-->

Bicara Tak Sekedar Kata, Namun Juga Adab

Oleh: Rut Sri Wahyuningsih
(Institut Literasi dan Peradaban) 

Penamabda.com - Tindakan bullying di negeri ini seakan tak pernah mati gaya. Selalu menemukan varian baru, menyerang berbagai kalangan dan dari mulai fisik, gambar, hingga verbal. Tak ada rasa hormat, menghargai atau setidaknya empati, bagaimana jika kita yang mengalaminya sendiri. Atau anak kita, saudara kita, orangtua dan yang lainnya. 

Di setiap berita yang dishare di media sosial pun tak luput dari komentar tak senonoh. Selalu alasannya," Kan mulut-mulut saya sendiri, apa urusannya sama elu..?"

Sebagaimana dilansirdetiknews.com, 29 Agustus 2020, Ketua Komisi Nasional Perlindungan Anak ( Komnas PA) Arist Merdeka Sirait meminta penggunaan kata 'anjay' dihentikan sekarang juga. Komnas PA menilai kata 'anjay' yang sedang populer dipakai anak-anak bisa berpotensi dipidana.

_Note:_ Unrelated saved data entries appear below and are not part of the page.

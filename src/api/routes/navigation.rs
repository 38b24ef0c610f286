use axum::extract::{Query, State};
use axum::Json;

use crate::api::state::AppState;
use crate::api::ApiError;
use crate::standings::navigation::NavigationOptions;
use crate::standings::Envelope;

use super::standings::StandingsParams;

pub async fn navigation_options(
    State(state): State<AppState>,
    Query(params): Query<StandingsParams>,
) -> Result<Json<Envelope<NavigationOptions>>, ApiError> {
    let filters = params.into_filters()?;
    Ok(Json(state.service.get_standings_navigation(&filters)))
}
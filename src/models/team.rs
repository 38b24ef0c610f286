//! School teams.

use serde::{Deserialize, Serialize};

use super::TeamId;

/// A team fielded by a member school.
#[derive(Debug, Clone, Serialize, Deserialize)]
pub struct Team {
    pub id: TeamId,

    /// Display name, the deterministic final ranking tiebreak.
    pub name: String,

    /// School the team belongs to.
    pub school: Option<String>,
}

impl Team {
    pub fn new(id: TeamId, name: String) -> Self {
        Self {
            id,
            name,
            school: None,
        }
    }

    pub fn with_school(mut self, school: String) -> Self {
        self.school = Some(school);
        self
    }
}
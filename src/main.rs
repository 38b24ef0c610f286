use std::path::{Path, PathBuf};
use std::sync::Arc;

use anyhow::Result;
use clap::{Parser, Subcommand};
use serde::Deserialize;
use tracing_subscriber::{layer::SubscriberExt, util::SubscriberInitExt};

use league_standings::clock::SystemClock;
use league_standings::config::AppConfig;
use league_standings::models::{
    Fixture, FixtureParticipant, Season, Sport, SportCategory, Stage, Team,
};
use league_standings::standings::filters::StandingsFilters;
use league_standings::standings::service::StandingsService;
use league_standings::store::{JsonlWriter, LeagueStore, StoreConfig, Table};

#[derive(Parser)]
#[command(name = "league-standings")]
#[command(about = "Standings and navigation service for a collegiate sports league")]
#[command(version)]
struct Cli {
    /// Path to configuration file
    #[arg(long, default_value = "./config.toml")]
    config: String,

    /// Data directory path (overrides the config file)
    #[arg(long)]
    data_dir: Option<String>,

    /// Log level (trace, debug, info, warn, error)
    #[arg(long, default_value = "info")]
    log_level: String,

    /// Output logs as JSON
    #[arg(long)]
    json_logs: bool,

    #[command(subcommand)]
    command: Commands,
}

#[derive(Subcommand)]
enum Commands {
    /// Start the API server
    Serve {
        /// Bind address (overrides the config file)
        #[arg(long)]
        host: Option<String>,

        /// Port number (overrides the config file)
        #[arg(long)]
        port: Option<u16>,
    },

    /// Print standings for a selection
    Standings {
        #[arg(long)]
        season_id: Option<i64>,

        #[arg(long)]
        sport_id: Option<i64>,

        #[arg(long)]
        sport_category_id: Option<i64>,

        #[arg(long)]
        stage_id: Option<i64>,

        /// Competition phase (group_stage, playins, playoffs, finals)
        #[arg(long)]
        competition_stage: Option<String>,
    },

    /// Print navigation options for a selection
    Navigation {
        #[arg(long)]
        season_id: Option<i64>,

        #[arg(long)]
        sport_id: Option<i64>,

        #[arg(long)]
        sport_category_id: Option<i64>,
    },

    /// Import a JSON bundle into the data directory
    Import {
        /// Path to the bundle file
        path: String,
    },
}

/// All tables in one file, each section optional.
#[derive(Debug, Default, Deserialize)]
struct ImportBundle {
    #[serde(default)]
    seasons: Vec<Season>,
    #[serde(default)]
    sports: Vec<Sport>,
    #[serde(default)]
    sport_categories: Vec<SportCategory>,
    #[serde(default)]
    stages: Vec<Stage>,
    #[serde(default)]
    fixtures: Vec<Fixture>,
    #[serde(default)]
    fixture_participants: Vec<FixtureParticipant>,
    #[serde(default)]
    teams: Vec<Team>,
}

#[tokio::main]
async fn main() -> Result<()> {
    let cli = Cli::parse();

    // Initialize tracing
    let filter = tracing_subscriber::EnvFilter::try_from_default_env()
        .unwrap_or_else(|_| tracing_subscriber::EnvFilter::new(&cli.log_level));

    if cli.json_logs {
        tracing_subscriber::registry()
            .with(filter)
            .with(tracing_subscriber::fmt::layer().json())
            .init();
    } else {
        tracing_subscriber::registry()
            .with(filter)
            .with(tracing_subscriber::fmt::layer())
            .init();
    }

    tracing::info!("Starting league-standings v{}", env!("CARGO_PKG_VERSION"));

    let config = AppConfig::load_or_default(Path::new(&cli.config))?;
    let data_dir = cli
        .data_dir
        .map(PathBuf::from)
        .unwrap_or_else(|| config.data_dir.clone());
    let store = LeagueStore::new(StoreConfig::new(data_dir));

    let service = StandingsService::new(
        Arc::new(store.clone()),
        Arc::new(SystemClock),
        config.standings.default_competition_stage,
    );

    match cli.command {
        Commands::Serve { host, port } => {
            let state = league_standings::api::state::AppState {
                service: Arc::new(service),
            };
            let app = league_standings::api::build_router(state);
            let host = host.unwrap_or_else(|| config.server.host.clone());
            let port = port.unwrap_or(config.server.port);
            let addr = format!("{}:{}", host, port);
            let listener = tokio::net::TcpListener::bind(&addr).await?;
            tracing::info!("Listening on http://{}", addr);
            axum::serve(listener, app).await?;
        }
        Commands::Standings {
            season_id,
            sport_id,
            sport_category_id,
            stage_id,
            competition_stage,
        } => {
            let competition_stage = competition_stage
                .as_deref()
                .map(str::parse)
                .transpose()
                .map_err(|e: String| anyhow::anyhow!(e))?;
            let filters = StandingsFilters {
                season_id: season_id.map(Into::into),
                sport_id: sport_id.map(Into::into),
                sport_category_id: sport_category_id.map(Into::into),
                stage_id: stage_id.map(Into::into),
                competition_stage,
            };
            let envelope = service.get_standings(&filters);
            println!("{}", serde_json::to_string_pretty(&envelope)?);
        }
        Commands::Navigation {
            season_id,
            sport_id,
            sport_category_id,
        } => {
            let filters = StandingsFilters {
                season_id: season_id.map(Into::into),
                sport_id: sport_id.map(Into::into),
                sport_category_id: sport_category_id.map(Into::into),
                ..Default::default()
            };
            let envelope = service.get_standings_navigation(&filters);
            println!("{}", serde_json::to_string_pretty(&envelope)?);
        }
        Commands::Import { path } => {
            let contents = std::fs::read_to_string(&path)?;
            let bundle: ImportBundle = serde_json::from_str(&contents)?;

            import_table(&store, Table::Season, &bundle.seasons)?;
            import_table(&store, Table::Sport, &bundle.sports)?;
            import_table(&store, Table::SportCategory, &bundle.sport_categories)?;
            import_table(&store, Table::Stage, &bundle.stages)?;
            import_table(&store, Table::Fixture, &bundle.fixtures)?;
            import_table(
                &store,
                Table::FixtureParticipant,
                &bundle.fixture_participants,
            )?;
            import_table(&store, Table::Team, &bundle.teams)?;

            println!("Imported bundle from {}", path);
        }
    }

    Ok(())
}

fn import_table<T: serde::Serialize>(
    store: &LeagueStore,
    table: Table,
    records: &[T],
) -> Result<()> {
    if records.is_empty() {
        return Ok(());
    }
    JsonlWriter::for_table(store.config(), table).write_all(records)?;
    tracing::info!(table = %table.filename(), count = records.len(), "imported records");
    Ok(())
}
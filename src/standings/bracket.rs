//! Elimination-bracket assembly: fixtures placed by round/slot hints, with
//! winners propagated upward into parents that have no participant yet.

use serde::Serialize;
use std::collections::{BTreeMap, HashMap};
use tracing::warn;

use crate::models::{Fixture, FixtureId, FixtureParticipant, Team, TeamId};

/// One side of a bracket fixture.
#[derive(Debug, Clone, PartialEq, Serialize)]
pub struct BracketSide {
    pub team_id: TeamId,
    pub team_name: String,
    #[serde(skip_serializing_if = "Option::is_none")]
    pub score: Option<i64>,
    /// Set when this side was filled by propagation from a feeder fixture
    /// rather than by a recorded participant row.
    #[serde(skip_serializing_if = "Option::is_none")]
    pub from_fixture: Option<FixtureId>,
}

/// Whether a bracket fixture has produced a winner.
///
/// A tie in an elimination round is a data anomaly; it is surfaced as
/// `Unresolved`, never silently broken.
#[derive(Debug, Clone, PartialEq, Serialize)]
#[serde(tag = "status", rename_all = "snake_case")]
pub enum NodeOutcome {
    Decided { winner: TeamId },
    Pending,
    Unresolved,
}

#[derive(Debug, Clone, Serialize)]
pub struct BracketNode {
    pub fixture_id: FixtureId,
    pub round: u32,
    pub slot: u32,
    /// Left side (even feeder slot), then right side (odd feeder slot).
    pub sides: [Option<BracketSide>; 2],
    #[serde(flatten)]
    pub outcome: NodeOutcome,
}

#[derive(Debug, Clone, Serialize)]
pub struct BracketRound {
    pub round: u32,
    pub fixtures: Vec<BracketNode>,
}

/// The assembled elimination tree for one stage.
#[derive(Debug, Serialize)]
pub struct BracketTree {
    pub rounds: Vec<BracketRound>,
    /// Fixtures whose scores tie and therefore cannot feed a parent.
    pub unresolved: Vec<FixtureId>,
}

/// Assemble the bracket for one elimination stage.
///
/// Fixtures without both a round and a slot hint cannot be placed and are
/// skipped with a warning. A child at `(round, slot)` feeds the parent at
/// `(round + 1, slot / 2)`, landing on side `slot % 2`; propagation only
/// fills empty sides, never displacing a recorded participant.
pub fn assemble(
    fixtures: &[Fixture],
    participants: &[FixtureParticipant],
    teams: &HashMap<TeamId, Team>,
) -> BracketTree {
    let mut by_fixture: HashMap<FixtureId, Vec<&FixtureParticipant>> = HashMap::new();
    for p in participants {
        by_fixture.entry(p.fixture_id).or_default().push(p);
    }

    let team_name = |id: TeamId| -> String {
        teams
            .get(&id)
            .map(|t| t.name.clone())
            .unwrap_or_else(|| format!("Team {id}"))
    };

    // Ordered arena keyed by coordinate: iteration order is the
    // bottom-up propagation order.
    let mut arena: BTreeMap<(u32, u32), BracketNode> = BTreeMap::new();

    for fixture in fixtures {
        let (round, slot) = match (fixture.round, fixture.slot) {
            (Some(r), Some(s)) => (r, s),
            _ => {
                warn!(fixture_id = %fixture.id, "fixture has no bracket position, skipping");
                continue;
            }
        };

        if let Some(existing) = arena.get(&(round, slot)) {
            warn!(
                fixture_id = %fixture.id,
                occupied_by = %existing.fixture_id,
                round, slot,
                "duplicate bracket position, skipping"
            );
            continue;
        }

        let mut parts: Vec<&FixtureParticipant> = by_fixture
            .get(&fixture.id)
            .map(|v| v.clone())
            .unwrap_or_default();
        parts.sort_by_key(|p| p.id);
        if parts.len() > 2 {
            warn!(
                fixture_id = %fixture.id,
                count = parts.len(),
                "bracket fixture has more than two participants, keeping first two"
            );
        }

        let mut sides: [Option<BracketSide>; 2] = [None, None];
        for (i, p) in parts.iter().take(2).enumerate() {
            sides[i] = Some(BracketSide {
                team_id: p.team_id,
                team_name: team_name(p.team_id),
                score: p.score,
                from_fixture: None,
            });
        }

        arena.insert(
            (round, slot),
            BracketNode {
                fixture_id: fixture.id,
                round,
                slot,
                sides,
                outcome: NodeOutcome::Pending,
            },
        );
    }

    let coordinates: Vec<(u32, u32)> = arena.keys().copied().collect();
    let mut unresolved = Vec::new();

    for (round, slot) in coordinates {
        let (winner, fixture_id) = {
            let node = match arena.get_mut(&(round, slot)) {
                Some(node) => node,
                None => continue,
            };
            node.outcome = decide(&node.sides);

            match &node.outcome {
                NodeOutcome::Decided { winner } => (*winner, node.fixture_id),
                NodeOutcome::Unresolved => {
                    unresolved.push(node.fixture_id);
                    continue;
                }
                NodeOutcome::Pending => continue,
            }
        };

        let parent = (round + 1, slot / 2);
        let side = (slot % 2) as usize;
        if let Some(parent_node) = arena.get_mut(&parent) {
            // Recorded participants keep their side; the feeder takes the
            // parity side if free, else the remaining one. A fully seated
            // parent is never touched.
            let target = if parent_node.sides[side].is_none() {
                Some(side)
            } else if parent_node.sides[side ^ 1].is_none() {
                Some(side ^ 1)
            } else {
                None
            };
            if let Some(side) = target {
                parent_node.sides[side] = Some(BracketSide {
                    team_id: winner,
                    team_name: team_name(winner),
                    score: None,
                    from_fixture: Some(fixture_id),
                });
            }
        }
    }

    let mut rounds: BTreeMap<u32, Vec<BracketNode>> = BTreeMap::new();
    for ((round, _), node) in arena {
        rounds.entry(round).or_default().push(node);
    }

    BracketTree {
        rounds: rounds
            .into_iter()
            .map(|(round, fixtures)| BracketRound { round, fixtures })
            .collect(),
        unresolved,
    }
}

fn decide(sides: &[Option<BracketSide>; 2]) -> NodeOutcome {
    match (&sides[0], &sides[1]) {
        (Some(a), Some(b)) => match (a.score, b.score) {
            (Some(sa), Some(sb)) if sa > sb => NodeOutcome::Decided { winner: a.team_id },
            (Some(sa), Some(sb)) if sa < sb => NodeOutcome::Decided { winner: b.team_id },
            (Some(_), Some(_)) => NodeOutcome::Unresolved,
            _ => NodeOutcome::Pending,
        },
        _ => NodeOutcome::Pending,
    }
}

"Ini adalah salah satu bentuk kekerasan atau bullying yang dapat dipidana, baik digunakan dengan cara dan bentuk candaan. Namun jika unsur dan definisi kekerasan terpenuhi sesuai dengan ketentuan Undang-Undang RI Nomor 35 Tahun 2014 tentang Perlindungan Anak, tindakan itu adalah kekerasan verbal. Lebih baik jangan menggunakan kata 'anjay'. Ayo kita hentikan sekarang juga," demikian himbauannya.

Kebebasan Bukan Berarti Kebablasan

Berbicara adalah salah satu cara manusia berkomunikasi. Mengungkapkan kehendak dan pemikirannya. Bisa secara langsung maupun melalui tulisan baik di media kertas maupun elektronik. 

Sepanjang sejarah manusia telah menunjukkan tahapan-tahapan manusia berkomunikasi dengan yang lain. Dan akhirnya setiap budaya atau masyarakat memiliki nilai tersendiri dalam berkomunikasi, ada nilai atau standar yang disepakati apakah komunikasi ini boleh atau tidak.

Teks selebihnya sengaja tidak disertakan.